Ian Batchelor, operations manager of African Bush Camps Zimbabwe, has spent a lot of time on the ground preparing and building the camp, as well as playing host and introducing this amazing new project “Kanga Bush Camp”, to various colleagues from the travel industry. Herewith a recent reports from Ian at Kanga Bush Camp, as the new Kanga Bush Calmp officially opened 1st June.

We had a long and wet rainy season and the bush has been very dense and almost impenetrable in some places. Finally in May things have started to dry out around the water hole and we are starting to see a visible change in the area and visibility. As everyone knows there were some big storms in April and the water levels of the water hole remained completely full with no sign of dropping. The road in from Nyakasikana the entrance gate was fine and easily drivable, in fact, we had some guests arrive in a 2 wheel drive Honda CVR. The elephant are back in the area as the surrounding waterholes and pans start to slowly dry up. As usual it’s not unexpected to find roads closed off with trees pushed over by the elephant… This area (Mana inland) becomes the ultimate play ground for Mana’s wildlife.

Like any new camp, it takes a while for the wildlife to adapt to the new visitors but it is amazing how quickly they realize they are safe and we are no threat. When we started setting up camp and the initial building of the main deck area in October last year we had regular daily visits to the water by the following species: elephants, herd of buffalo and odd bulls, two different troupes of baboon who would always make sure they approached the pan from different directions both in the morning and before heading off to roost for the evening ( supplying us with hours of entertainment), bushbuck, impala, kudu and warthog. Kanga has a permanent pride of 8 lionesses and 2 male lion. A voiciforous male leopard can be heard calling on most nights from the camp. As we speak the elephant are coming back as most other surrounding water dries up… we have resident hippo that have moved in but are constantly on the move. A few weeks ago we had three wild dog chasing and killing impala in camp.

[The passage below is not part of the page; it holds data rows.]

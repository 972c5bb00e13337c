//! Client-facing text conventions: line wrapping, warnings and the connect counter.

pub const CRLF: &str = "\r\n";

const WARNING_COLOR: &str = "\x1b[31m";
const RESET: &str = "\x1b[0m";

/// Moves the cursor back over the previous counter value ("9.9" is three cells wide).
const COUNTER_ERASE: &str = "\x08\x08\x08";

pub fn wrap_with_line_feed(text: &str, before: usize, after: usize) -> String {
    let mut out = String::with_capacity(text.len() + (before + after) * CRLF.len());
    for _ in 0..before {
        out.push_str(CRLF);
    }
    out.push_str(text);
    for _ in 0..after {
        out.push_str(CRLF);
    }
    out
}

pub fn wrap_with_warning(text: &str) -> String {
    format!("{WARNING_COLOR}{text}{RESET}")
}

/// A warning on its own line, the shape of every failure notice sent before a session exists.
pub fn warning_line(text: &str) -> String {
    wrap_with_line_feed(&wrap_with_warning(text), 1, 0)
}

pub fn connecting_banner(account: &str, target: &str) -> String {
    format!("Connecting to {account}@{target} {:.1}", 0.0)
}

pub fn counter_update(elapsed_secs: f64) -> String {
    format!("{COUNTER_ERASE}{elapsed_secs:.1}")
}

#[cfg(test)]
mod tests {
    use super::*;

    #[test]
    fn line_feeds_wrap_both_sides() {
        assert_eq!(wrap_with_line_feed("x", 1, 2), "\r\nx\r\n\r\n");
        assert_eq!(wrap_with_line_feed("x", 0, 0), "x");
    }

    #[test]
    fn warning_line_starts_on_fresh_line() {
        let line = warning_line("No permission");
        assert!(line.starts_with(CRLF));
        assert!(line.contains("No permission"));
        assert!(line.ends_with(RESET));
    }

    #[test]
    fn counter_formats_one_decimal() {
        assert_eq!(connecting_banner("root", "web01"), "Connecting to root@web01 0.0");
        assert_eq!(counter_update(0.30000000000000004), "\x08\x08\x080.3");
        assert_eq!(counter_update(9.9), "\x08\x08\x089.9");
    }
}
//! Shared fakes for server-core integration tests.
#![allow(dead_code)]

use std::sync::{Arc, Mutex};

use async_trait::async_trait;
use gk_types::{AccountDescriptor, Identity, TargetDescriptor, TerminalSize};
use server_core::{
    client::{ClientChannel, TerminalMeta},
    relay::{ChannelError, ConnectFailure, ConnectionEstablisher, ServerChannel},
};
use tokio::sync::{mpsc, watch};

/// Client whose keystrokes are pushed by the test through `input`.
pub struct ScriptedClient {
    identity: Identity,
    terminal: TerminalMeta,
    pub sizes: watch::Sender<TerminalSize>,
    pub input: Mutex<Option<mpsc::UnboundedSender<Vec<u8>>>>,
    rx: tokio::sync::Mutex<mpsc::UnboundedReceiver<Vec<u8>>>,
    sent: Mutex<Vec<u8>>,
}

impl ScriptedClient {
    pub fn new(user: &str) -> Arc<Self> {
        let (sizes, size_rx) = watch::channel(TerminalSize::default());
        let (tx, rx) = mpsc::unbounded_channel();
        Arc::new(Self {
            identity: Identity::new(user),
            terminal: TerminalMeta::new("xterm", size_rx),
            sizes,
            input: Mutex::new(Some(tx)),
            rx: tokio::sync::Mutex::new(rx),
            sent: Mutex::new(Vec::new()),
        })
    }

    pub fn type_bytes(&self, data: &[u8]) {
        if let Some(tx) = self.input.lock().unwrap().as_ref() {
            let _ = tx.send(data.to_vec());
        }
    }

    pub fn hang_up(&self) {
        self.input.lock().unwrap().take();
    }

    pub fn screen(&self) -> String {
        String::from_utf8_lossy(&self.sent.lock().unwrap()).to_string()
    }
}

#[async_trait]
impl ClientChannel for ScriptedClient {
    fn identity(&self) -> &Identity {
        &self.identity
    }

    fn terminal(&self) -> &TerminalMeta {
        &self.terminal
    }

    async fn send(&self, data: &[u8]) -> Result<(), ChannelError> {
        self.sent.lock().unwrap().extend_from_slice(data);
        Ok(())
    }

    async fn recv(&self) -> Option<Vec<u8>> {
        self.rx.lock().await.recv().await
    }
}

/// Target that echoes every input chunk back as output.
pub struct EchoChannel {
    tx: Mutex<Option<mpsc::UnboundedSender<Vec<u8>>>>,
    rx: Mutex<Option<mpsc::UnboundedReceiver<Vec<u8>>>>,
    pub resizes: Mutex<Vec<TerminalSize>>,
}

impl EchoChannel {
    pub fn new() -> Self {
        let (tx, rx) = mpsc::unbounded_channel();
        Self {
            tx: Mutex::new(Some(tx)),
            rx: Mutex::new(Some(rx)),
            resizes: Mutex::new(Vec::new()),
        }
    }
}

#[async_trait]
impl ServerChannel for EchoChannel {
    async fn send(&self, data: Vec<u8>) -> Result<(), ChannelError> {
        match self.tx.lock().unwrap().as_ref() {
            Some(tx) => tx.send(data).map_err(|_| ChannelError::Closed),
            None => Err(ChannelError::Closed),
        }
    }

    fn take_output(&self) -> Option<mpsc::UnboundedReceiver<Vec<u8>>> {
        self.rx.lock().unwrap().take()
    }

    async fn resize(&self, size: TerminalSize) -> Result<(), ChannelError> {
        self.resizes.lock().unwrap().push(size);
        Ok(())
    }

    async fn close(&self) {
        self.tx.lock().unwrap().take();
    }
}

/// Hands out fresh echo channels and remembers what each attempt authenticated with.
#[derive(Default)]
pub struct EchoEstablisher {
    pub attempts: Mutex<Vec<(String, String, Option<String>)>>,
}

#[async_trait]
impl ConnectionEstablisher for EchoEstablisher {
    async fn establish(
        &self,
        target: &TargetDescriptor,
        account: &AccountDescriptor,
        _term: &TerminalMeta,
    ) -> Result<Arc<dyn ServerChannel>, ConnectFailure> {
        self.attempts.lock().unwrap().push((
            target.name.clone(),
            account.username.clone(),
            account.password().map(str::to_string),
        ));
        Ok(Arc::new(EchoChannel::new()))
    }
}
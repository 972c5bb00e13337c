//! Minimal line discipline for prompts answered over a raw pty.

pub const MAX_PROMPT_RESPONSE: usize = 1024;

#[derive(Debug, Clone, PartialEq, Eq)]
pub enum LineOutcome {
    Submitted(String),
    Cancelled,
}

/// Result of feeding one chunk of input.
#[derive(Debug, Default)]
pub struct Step {
    /// Bytes to write back to the client terminal.
    pub echo: Vec<u8>,
    pub outcome: Option<LineOutcome>,
    /// Input that followed a submitted line in the same chunk.
    pub rest: Vec<u8>,
}

pub struct LineEditor {
    buffer: Vec<u8>,
    echo: bool,
}

impl LineEditor {
    pub fn new(echo: bool) -> Self {
        Self { buffer: Vec::new(), echo }
    }

    fn erase(&self, out: &mut Vec<u8>, count: usize) {
        if self.echo {
            for _ in 0..count {
                out.extend_from_slice(b"\x08 \x08");
            }
        }
    }

    /// Feed raw bytes. Bytes after a submitted line are returned in [`Step::rest`], minus the
    /// LF of a CRLF pair. Input after a cancel is discarded.
    pub fn feed(&mut self, data: &[u8]) -> Step {
        let mut step = Step::default();
        for (i, &b) in data.iter().enumerate() {
            match b {
                0x03 => {
                    step.echo.extend_from_slice(b"\r\n^C\r\n");
                    step.outcome = Some(LineOutcome::Cancelled);
                    return step;
                }
                0x04 => {
                    step.echo.extend_from_slice(b"\r\n^D\r\n");
                    step.outcome = Some(LineOutcome::Cancelled);
                    return step;
                }
                0x7f | 0x08 => {
                    if self.buffer.pop().is_some() {
                        self.erase(&mut step.echo, 1);
                    }
                }
                0x15 => {
                    let count = self.buffer.len();
                    self.buffer.clear();
                    self.erase(&mut step.echo, count);
                }
                0x17 => {
                    let mut removed = 0usize;
                    while self.buffer.last().is_some_and(|c| c.is_ascii_whitespace()) {
                        self.buffer.pop();
                        removed += 1;
                    }
                    while self.buffer.last().is_some_and(|c| !c.is_ascii_whitespace()) {
                        self.buffer.pop();
                        removed += 1;
                    }
                    self.erase(&mut step.echo, removed);
                }
                b'\r' | b'\n' => {
                    step.echo.extend_from_slice(b"\r\n");
                    let line = String::from_utf8_lossy(&self.buffer).to_string();
                    self.buffer.clear();
                    step.outcome = Some(LineOutcome::Submitted(line));
                    let mut rest = &data[i + 1..];
                    if b == b'\r' && rest.first() == Some(&b'\n') {
                        rest = &rest[1..];
                    }
                    step.rest = rest.to_vec();
                    return step;
                }
                byte => {
                    if self.buffer.len() >= MAX_PROMPT_RESPONSE {
                        continue;
                    }
                    self.buffer.push(byte);
                    if self.echo {
                        step.echo.push(byte);
                    }
                }
            }
        }
        step
    }
}
use super::*;
use crate::auth::hash_password;

fn base() -> String {
    format!(
        r#"
        [proxy]
        connect_timeout_secs = 5

        [[users]]
        name = "alice"
        password_hash = "{}"

        [[targets]]
        name = "web01"
        address = "10.0.0.5"
        default_account = "deploy"

        [[accounts]]
        name = "deploy"
        password = "pw"

        [[grants]]
        user = "alice"
        target = "web01"
        accounts = ["deploy"]
        "#,
        hash_password("pw").unwrap()
    )
}

#[test]
fn valid_config_parses() {
    let config = parse_config(&base()).unwrap();
    assert_eq!(config.proxy.connect_timeout_secs, 5);
    assert!(config.proxy.check_access_first);
}

#[test]
fn rejects_dangling_grant() {
    let raw = base() + "\n[[grants]]\nuser = \"alice\"\ntarget = \"db01\"\naccounts = [\"deploy\"]\n";
    let err = parse_config(&raw).unwrap_err();
    assert!(err.to_string().contains("unknown target 'db01'"), "{err}");
}

#[test]
fn rejects_duplicate_accounts() {
    let raw = base() + "\n[[accounts]]\nname = \"deploy\"\n";
    assert!(matches!(parse_config(&raw), Err(ServerError::InvalidConfig(_))));
}

#[test]
fn rejects_conflicting_secrets() {
    let raw = base() + "\n[[accounts]]\nname = \"both\"\npassword = \"a\"\nprivate_key = \"b\"\n";
    let err = parse_config(&raw).unwrap_err();
    assert!(err.to_string().contains("both password and private_key"), "{err}");

    let raw = base() + "\n[[accounts]]\nname = \"pp\"\nkey_passphrase = \"a\"\n";
    assert!(parse_config(&raw).is_err());
}

#[test]
fn rejects_bad_hash_and_zero_timeout() {
    let raw = base().replace("connect_timeout_secs = 5", "connect_timeout_secs = 0");
    assert!(parse_config(&raw).is_err());

    let raw = "[[users]]\nname = \"bob\"\npassword_hash = \"plaintext\"\n";
    assert!(parse_config(raw).is_err());
}

#[test]
fn load_reads_from_disk() {
    let dir = tempfile::tempdir().unwrap();
    let path = dir.path().join("gatekeeper.toml");
    std::fs::write(&path, base()).unwrap();
    let config = load_config(&path).unwrap();
    assert_eq!(config.targets[0].name, "web01");

    assert!(matches!(load_config(&dir.path().join("missing.toml")), Err(ServerError::Io(_))));
}

#[test]
fn malformed_toml_is_a_parse_error() {
    assert!(matches!(parse_config("[[users]\nname="), Err(ServerError::ConfigParse(_))));
}

#[test]
fn log_level_is_validated() {
    let config = parse_config(&(String::from("[server]\nlog_level = \"DEBUG\"\n") + &base())).unwrap();
    assert_eq!(config.server.log_level.as_deref(), Some("DEBUG"));

    let err = parse_config(&(String::from("[server]\nlog_level = \"loud\"\n") + &base())).unwrap_err();
    assert!(err.to_string().contains("server.log_level 'loud'"), "{err}");
}
//! Vertex buffer layouts for mesh rendering.
//!
//! Meshes are uploaded as one tightly packed buffer per attribute rather than one
//! interleaved buffer, mirroring the attribute map of `Mesh`.
//!
//! # Shader Attributes
//! - `location = 0`: position (`vec3<f32>`, attribute `vertices`)
//! - `location = 1`: normal (`vec3<f32>`, attribute `normals`)
//! - `location = 2`: tile uv (`vec2<f32>`, attribute `coordinates`)
//! - `location = 3`: atlas index (`f32`, attribute `indices`)

use super::mesh::{COORDINATES, INDICES, NORMALS, VERTICES};

/// One vertex stream: which mesh attribute feeds it and how it is laid out.
#[derive(Debug, Clone, Copy)]
pub struct VertexStream {
    /// Mesh attribute name.
    pub attribute: &'static str,
    /// Shader input location.
    pub location: u32,
    /// Components per vertex.
    pub components: usize,
    pub format: wgpu::VertexFormat,
}

impl VertexStream {
    /// Bytes per vertex.
    pub const fn stride(&self) -> wgpu::BufferAddress {
        (self.components * std::mem::size_of::<f32>()) as wgpu::BufferAddress
    }
}

/// Streams in buffer slot order.
pub const STREAMS: [VertexStream; 4] = [
    VertexStream {
        attribute: VERTICES,
        location: 0,
        components: 3,
        format: wgpu::VertexFormat::Float32x3,
    },
    VertexStream {
        attribute: NORMALS,
        location: 1,
        components: 3,
        format: wgpu::VertexFormat::Float32x3,
    },
    VertexStream {
        attribute: COORDINATES,
        location: 2,
        components: 2,
        format: wgpu::VertexFormat::Float32x2,
    },
    VertexStream {
        attribute: INDICES,
        location: 3,
        components: 1,
        format: wgpu::VertexFormat::Float32,
    },
];

static POSITION: [wgpu::VertexAttribute; 1] = [attribute(&STREAMS[0])];
static NORMAL: [wgpu::VertexAttribute; 1] = [attribute(&STREAMS[1])];
static COORDINATE: [wgpu::VertexAttribute; 1] = [attribute(&STREAMS[2])];
static ATLAS_INDEX: [wgpu::VertexAttribute; 1] = [attribute(&STREAMS[3])];

const fn attribute(stream: &VertexStream) -> wgpu::VertexAttribute {
    wgpu::VertexAttribute {
        offset: 0,
        shader_location: stream.location,
        format: stream.format,
    }
}

/// Returns the vertex buffer layouts, one per stream, in slot order.
pub fn layouts() -> [wgpu::VertexBufferLayout<'static>; 4] {
    let layout = |stream: &VertexStream, attributes: &'static [wgpu::VertexAttribute]| {
        wgpu::VertexBufferLayout {
            array_stride: stream.stride(),
            step_mode: wgpu::VertexStepMode::Vertex,
            attributes,
        }
    };
    [
        layout(&STREAMS[0], &POSITION),
        layout(&STREAMS[1], &NORMAL),
        layout(&STREAMS[2], &COORDINATE),
        layout(&STREAMS[3], &ATLAS_INDEX),
    ]
}

#[cfg(test)]
mod tests {
    use super::*;
    use crate::engine_state::rendering::mesh_builder::MeshBuilder;

    #[test]
    fn streams_match_built_mesh_attributes() {
        let mut builder = MeshBuilder::default();
        builder.add_cube(0.0, 0.0, 0.0, 1);
        let mesh = builder.build().unwrap();
        for stream in STREAMS {
            let attribute = mesh.attribute(stream.attribute).unwrap();
            assert_eq!(attribute.item_size, stream.components, "{}", stream.attribute);
        }
    }

    #[test]
    fn layouts_use_distinct_locations() {
        let layouts = layouts();
        let mut locations: Vec<u32> = layouts
            .iter()
            .flat_map(|l| l.attributes.iter().map(|a| a.shader_location))
            .collect();
        locations.dedup();
        assert_eq!(locations, vec![0, 1, 2, 3]);
        assert_eq!(layouts[2].array_stride, 8);
    }
}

The second last group of guests we had in were rewarded with lions on their way back into camp and less than 500metres from the main camp area. We are regularly visited by this pride and they seem to have adopted this area as core part of their territory, possibly because there is obviously water all year round now and with that there is the resident wildlife.

A vociferous pack of 9 Wild dogs were seen along the Kanga Pan road about 15 minutes from camp. We noticed that the dominant female seemed to be lactating, this is great news if she is. As this would mean that they could have a den in the area, where they will seasonally raise their young pups. In the pack we also spotted an old female who was very grey and shrunken into herself, she appeared to be injured as she walked with a limp in her right back leg. They were not skittish when our vehicle approached them, they were very happy to continue lying in the road as our vehicle idled near by. We hope that they will remain resident in the area and that they are the reason as to why so many of the Impala herd’s are heard snorting and pronking near the pan. Watch this space of further news on this pack.

I have to mention the birdlife too, we have our regulars on the pan in front of camp and then there are the interesting species to be found in the thickets and vegetation away from the pan and along the Chavava. Henry, one of the guys who guide for us and who some of you might remember from Somalisa has seen Narina Trogon. Quite a spot! We have some resident Wood Owls in the trees above the deck and each night we are party to their serenading duet.

All in all I think we are in for an exciting first season especially with all the excitement of a rebirth of the country’s tourism. We want to put a lot of emphasis on the special walking nature of the area and will offer this activity to all our guests as well as the option of visiting the river as part of our outings with a great picnic lunch. We have a great team of staff and I am thrilled to be back working with cheerful Zimbabwean guys and their enthusiasm is contagious. Hope to see you out here soon, it’s definitely a different experience to the river but equally as rewarding and enjoyable.

Ian Batchelor

It has been an exciting journey pioneering inland Mana Pools where no camp has ever been set up. Kanga area provides the raw wilderness area of Mana Pools in a private concession, located about 15km from the Zambezi River with the Ruckomechi River as part of the western boundery. If you are as as passionate about having your own private Africa as we are, this camp will offer you the exclusivity yet the most thrilling wild life encounters both on foot and by vehicle.